Jonah sat cross-legged on the couch with a worn notebook in his lap, absently flipping through half-scribbled lyrics and snare exercises. Gabriel was curled up on a beanbag in the corner, barepaw and lazily twirling a Sharpie in one clawed hand, tail swaying with each slow breath.
Cassie was the one who broke the silence. She looked up from her chair, where she’d been absentmindedly strumming Rico’s backup acoustic guitar.
“So,” she said. “That night in the clearing? I can’t stop thinking about it.”
Rico nodded from the floor, back against the wall, arms resting on his knees. “Same. I kept hearing this melody in my head last night. Been trying to figure out where it came from, and I think it was Mark humming.”
Mark, who had been pretending to nap with his arms crossed and one paw on the edge of the gear crate, opened one eye. “Wasn’t humming. Just breathing funny.”
Gabriel chuckled softly. “Well, your haunted breathing is inspiring as hell.”
You stood nearby with your tablet tucked under one arm, monitoring backstage comms, but listening with half an ear as the vibe shifted. Something was happening—slow, organic.
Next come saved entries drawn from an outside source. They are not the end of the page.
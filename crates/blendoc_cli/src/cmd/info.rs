use std::path::PathBuf;

use blendoc_core::blend::{File, Result};

use crate::cmd::util::emit_json;

#[derive(clap::Args)]
pub struct Args {
	/// Path to the `.blend` file.
	pub path: PathBuf,
	/// Emit the report as JSON instead of plain text.
	#[arg(long)]
	pub json: bool,
}

/// Print the file header and a summary of its SDNA schema.
pub fn run(args: Args) -> Result<()> {
	let Args { path, json } = args;

	let file = File::open(&path)?;
	let header = file.header();
	let structures = file.list_structures()?;

	if json {
		emit_json(&serde_json::json!({
			"path": path.display().to_string(),
			"pointer_width": header.pointer_width,
			"endian": header.endian.as_str(),
			"version": format!("{}.{}{}", header.version.major, header.version.minor, header.version.rev),
			"struct_count": structures.len(),
		}));
		return Ok(());
	}

	println!("path: {}", path.display());
	println!("pointer_width: {}", header.pointer_width);
	println!("endian: {}", header.endian.as_str());
	println!("version: {}.{}{}", header.version.major, header.version.minor, header.version.rev);
	println!("struct_count: {}", structures.len());

	Ok(())
}
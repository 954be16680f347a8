#![allow(missing_docs)]

use clap::{Parser, Subcommand};

mod cmd;

#[derive(Parser)]
#[command(name = "blendoc", about = ".blend asset container inspection tool")]
struct Cli {
	#[command(subcommand)]
	command: Commands,
}

#[derive(Subcommand)]
enum Commands {
	Info(cmd::info::Args),
	Structures(cmd::structures::Args),
	List(cmd::list::Args),
	Find(cmd::find::Args),
	Tree(cmd::tree::Args),
}

fn main() {
	if let Err(err) = run() {
		eprintln!("error: {err}");
		std::process::exit(1);
	}
}

fn run() -> blendoc_core::blend::Result<()> {
	let cli = Cli::parse();

	match cli.command {
		Commands::Info(args) => cmd::info::run(args),
		Commands::Structures(args) => cmd::structures::run(args),
		Commands::List(args) => cmd::list::run(args),
		Commands::Find(args) => cmd::find::run(args),
		Commands::Tree(args) => cmd::tree::run(args),
	}
}
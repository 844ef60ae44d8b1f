//! 설탕 투입량 계산 시나리오 회귀 테스트.
use brix_sugar_calculator::brix::{
    compute, resulting_brix, sugar_to_add, BrixReading, PulpBatch, SolidsBalance, ValidationError,
};
use brix_sugar_calculator::form::format_mass;
use brix_sugar_calculator::units::MassUnit;

fn assert_close(label: &str, actual: f64, expected: f64, tol: f64) {
    let diff = (actual - expected).abs();
    assert!(
        diff <= tol,
        "{label} expected {expected:.6} got {actual:.6} (diff {diff:.2e}, tol {tol})"
    );
}

#[test]
fn fifty_kg_from_seven_to_ten_brix() {
    // 50 * (0.10 - 0.07) / (1 - 0.10) = 1.5 / 0.9
    let sugar = compute(50.0, 7.0, 10.0).expect("valid inputs");
    assert_close("sugar", sugar, 1.666_666_666_666_7, 1e-9);
    assert_eq!(format_mass(sugar, MassUnit::Kilogram, 3), "1.667 kg");
}

#[test]
fn hundred_kg_from_five_to_twelve_brix() {
    let sugar = compute(100.0, 5.0, 12.0).expect("valid inputs");
    assert_close("sugar", sugar, 7.954_545_454_5, 1e-9);
}

#[test]
fn decreasing_brix_is_rejected() {
    let err = compute(50.0, 10.0, 7.0).unwrap_err();
    assert_eq!(
        err,
        ValidationError::TargetNotAboveInitial {
            initial: 10.0,
            target: 7.0
        }
    );
}

#[test]
fn equal_brix_is_rejected() {
    assert!(matches!(
        compute(50.0, 7.0, 7.0),
        Err(ValidationError::TargetNotAboveInitial { .. })
    ));
}

#[test]
fn target_of_one_hundred_percent_is_rejected() {
    let err = compute(50.0, 7.0, 100.0).unwrap_err();
    assert_eq!(err, ValidationError::TargetNotBelowPureSugar { target: 100.0 });
    assert_eq!(err.to_string(), "final concentration must be below 100% (final 100 °Bx)");
    assert!(compute(50.0, 7.0, 120.0).is_err());
}

#[test]
fn target_just_below_saturation_is_finite() {
    let sugar = compute(1.0, 0.0, 99.9).expect("below 100 is allowed");
    assert!(sugar.is_finite());
    assert_close("sugar", sugar, 0.999 / 0.001, 1e-6);
}

#[test]
fn non_positive_mass_is_not_checked_by_solver() {
    assert_eq!(compute(0.0, 7.0, 10.0), Ok(0.0));
    let negative = compute(-50.0, 7.0, 10.0).unwrap();
    assert!(negative < 0.0);
}

#[test]
fn out_of_range_initial_is_left_to_form_layer() {
    // 초기값 범위는 계산기가 보지 않는다
    let sugar = compute(10.0, -5.0, 10.0).unwrap();
    assert_close("sugar", sugar, 10.0 * 0.15 / 0.9, 1e-12);
}

#[test]
fn solved_sugar_restores_target_brix() {
    let batch = PulpBatch::new(100.0);
    let initial = BrixReading::new(5.0);
    let target = BrixReading::new(12.0);
    let result = sugar_to_add(batch, initial, target).unwrap();
    let mixed = resulting_brix(batch, initial, result.mass_kg);
    assert_close("brix", mixed.percent, 12.0, 1e-9);

    let bal = SolidsBalance::from_adjustment(batch, initial, target, result);
    assert_close("final mass", bal.final_mass_kg, 107.954_545_454_5, 1e-9);
    assert!(bal.is_closed(1e-9), "residual={}", bal.residual_kg);
}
The kind of shift that usually meant a song was about to be born.
Cassie started plucking a quiet progression in D major—bright but soft, warm and reflective. Jonah tapped gently on the couch cushion in time, mimicking kick-snare patterns without making a sound. Gabriel sat up a little straighter, his Sharpie forgotten as he watched the chords unfold.
Cassie sang, almost more to herself than anyone else.
“The world gets loud…
but stars don’t speak in screams.
They whisper like we’re worthy,
of forgotten little dreams…”
Jonah scribbled furiously. “Say that again—the stars don’t speak in screams.”
She smiled and kept playing.
“We chased our lives through city lights,
but found the truth in pine and flame.
The fire crackled, kept us warm,
and made us say our real names…”
Mark slowly sat up. “Bridge should drop to silence. No drums. Just layered harmonies and one guitar.”
Rico raised a brow. “You’re contributing lyrics now?”
Mark smirked. “I’m contributing vibe.”
Gabriel was next. He softly sang backup on the chorus as it began to form, his deep voice wrapping around Cassie’s lead like smoke curling through starlight.
“Field notes from the stars—
scribbled on napkins and scars.
We learned the sky’s not that far,
when you’ve got fire and hearts and guitars…”
Rico hummed a countermelody under it, and Jonah leaned forward to tap out a rimshot rhythm on the wooden armrest. Even Maya drifted in quietly from the hallway and sat on the floor, mouthing along, eyes bright.
Thane watched it all—their fingers, their faces, the way it just clicked. The chaos of the haunted show, the silence of the starlit night, the freedom of the road—it was all becoming something real. Something worth preserving.
At the end of the first full run-through, no one spoke. The last chord rang out and faded.
Gabriel finally whispered, “Okay, I’m obsessed.”
Mark grunted in agreement. “Let’s record it. Now. Before it vanishes.”
Thane hit STOP on his phone’s recorder, then backed it up immediately to cloud storage and two different thumb drives. “Already on it.”
Cassie looked around the room. “We’ll save the wild songs for the big crowds… but this one? This one’s ours.”